The Court found that the various conversations between the parties prior to 31 October 2014, including the offer contained in the email as well as the vendor's admission that its authorised representative sent the email were sufficient to satisfy the identification and intention requirements under section 14 of the Electronic Transactions Act.

The Court also held that where parties have engaged in negotiation by email and, in particular, where an offer is made by email, then it is open to the Court to infer that consent has been given by conduct of the other party.

On the basis of the above findings, the Court held that a binding contract for sale was formed and ordered the declaratory relief sought by the purchaser.


In this technological age where email negotiations are a common form of correspondence, the contents of negotiations may give rise to and constitute a valid and binding contract. Therefore, parties should be careful about the contents of their emails before hitting the 'send' button.

Although emails are often considered to be a quick and informal form of messaging, they are considered by the Courts (and in NSW, the Electronic Transactions Act 2000) as evidence of writing in the same way as a signed letter.

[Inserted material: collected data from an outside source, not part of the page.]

//! Pattern cadence configuration.

use crate::time::TimeDuration;

/// Cadence of the poll loop and every display pattern.
///
/// # Type Parameters
/// * `D` - The duration type (e.g., [`Millis`](crate::Millis))
#[derive(Debug, Clone, Copy, PartialEq)]
#[cfg_attr(feature = "defmt", derive(defmt::Format))]
pub struct Timing<D: TimeDuration> {
    /// Delay after each poll iteration.
    pub poll_interval: D,
    /// On and off hold of the Pattern1 both-buttons blink.
    pub blink_hold: D,
    /// Time between counter writes in Pattern2 and Pattern3.
    pub count_step: D,
    /// On and off hold of each Pattern4 flash cycle.
    pub flash_hold: D,
    /// Time between shifts in Pattern5.
    pub shift_step: D,
}

impl<D: TimeDuration> Timing<D> {
    /// The lab board cadence: 100 ms poll, 1 s blink, 100 ms count, 1 s flash,
    /// 500 ms shift.
    pub fn standard() -> Self {
        Self {
            poll_interval: D::from_millis(100),
            blink_hold: D::from_millis(1000),
            count_step: D::from_millis(100),
            flash_hold: D::from_millis(1000),
            shift_step: D::from_millis(500),
        }
    }

    /// Creates a builder starting from [`Timing::standard`].
    pub fn builder() -> TimingBuilder<D> {
        TimingBuilder::new()
    }
}

impl<D: TimeDuration> Default for Timing<D> {
    fn default() -> Self {
        Self::standard()
    }
}

/// Names a [`Timing`] field.
#[derive(Debug, Clone, Copy, PartialEq, Eq)]
#[cfg_attr(feature = "defmt", derive(defmt::Format))]
pub enum TimingField {
    PollInterval,
    BlinkHold,
    CountStep,
    FlashHold,
    ShiftStep,
}

/// Timing validation errors.
#[derive(Debug, Clone, Copy, PartialEq, Eq)]
#[cfg_attr(feature = "defmt", derive(defmt::Format))]
pub enum TimingError {
    /// A cadence was set to zero.
    ZeroDuration(TimingField),
}

impl core::fmt::Display for TimingError {
    fn fmt(&self, f: &mut core::fmt::Formatter<'_>) -> core::fmt::Result {
        match self {
            TimingError::ZeroDuration(field) => {
                write!(f, "{:?} must be non-zero", field)
            }
        }
    }
}

#[cfg(feature = "std")]
impl std::error::Error for TimingError {}

/// Builder for validated [`Timing`] values.
#[derive(Debug)]
pub struct TimingBuilder<D: TimeDuration> {
    timing: Timing<D>,
}

impl<D: TimeDuration> TimingBuilder<D> {
    /// Creates a builder with the standard cadence.
    pub fn new() -> Self {
        Self {
            timing: Timing::standard(),
        }
    }

    /// Sets the poll loop delay.
    pub fn poll_interval(mut self, duration: D) -> Self {
        self.timing.poll_interval = duration;
        self
    }

    /// Sets the Pattern1 blink hold.
    pub fn blink_hold(mut self, duration: D) -> Self {
        self.timing.blink_hold = duration;
        self
    }

    /// Sets the Pattern2/Pattern3 counter step.
    pub fn count_step(mut self, duration: D) -> Self {
        self.timing.count_step = duration;
        self
    }

    /// Sets the Pattern4 flash hold.
    pub fn flash_hold(mut self, duration: D) -> Self {
        self.timing.flash_hold = duration;
        self
    }

    /// Sets the Pattern5 shift step.
    pub fn shift_step(mut self, duration: D) -> Self {
        self.timing.shift_step = duration;
        self
    }

    /// Builds and validates the timing.
    ///
    /// # Errors
    /// * `ZeroDuration` - A field is zero
    pub fn build(self) -> Result<Timing<D>, TimingError> {
        let t = &self.timing;
        let fields = [
            (t.poll_interval, TimingField::PollInterval),
            (t.blink_hold, TimingField::BlinkHold),
            (t.count_step, TimingField::CountStep),
            (t.flash_hold, TimingField::FlashHold),
            (t.shift_step, TimingField::ShiftStep),
        ];

        for (duration, field) in fields {
            if duration == D::ZERO {
                return Err(TimingError::ZeroDuration(field));
            }
        }

        Ok(self.timing)
    }
}

impl<D: TimeDuration> Default for TimingBuilder<D> {
    fn default() -> Self {
        Self::new()
    }
}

The case serves as a reminder that parties need to be clear about the nature of communications made during negotiations and other pre-contractual agreements. If they do not intend to be bound until the parties sign a formal agreement, this should be expressly stated during any of negotiations, reiterated in all correspondences, and act in a manner consistent with such statement.

As noted in this case, even if "subject to contract" or similar words are used in correspondences, this is not a satisfactory indication of a party's intention to be bound by a contract. The Courts will assess the intention of the parties to enter into an immediately binding contract on an objective basis, i.e. what each party, by their words and conduct would lead a reasonable person in the position of the other party to believe.

It would be interesting to see how this decision will affect the prevalent practice of negotiating with multiple parties in NSW. Vendors would be wise to avoid accepting an offer (whether by email or otherwise) unless they are willing to commit to the sale.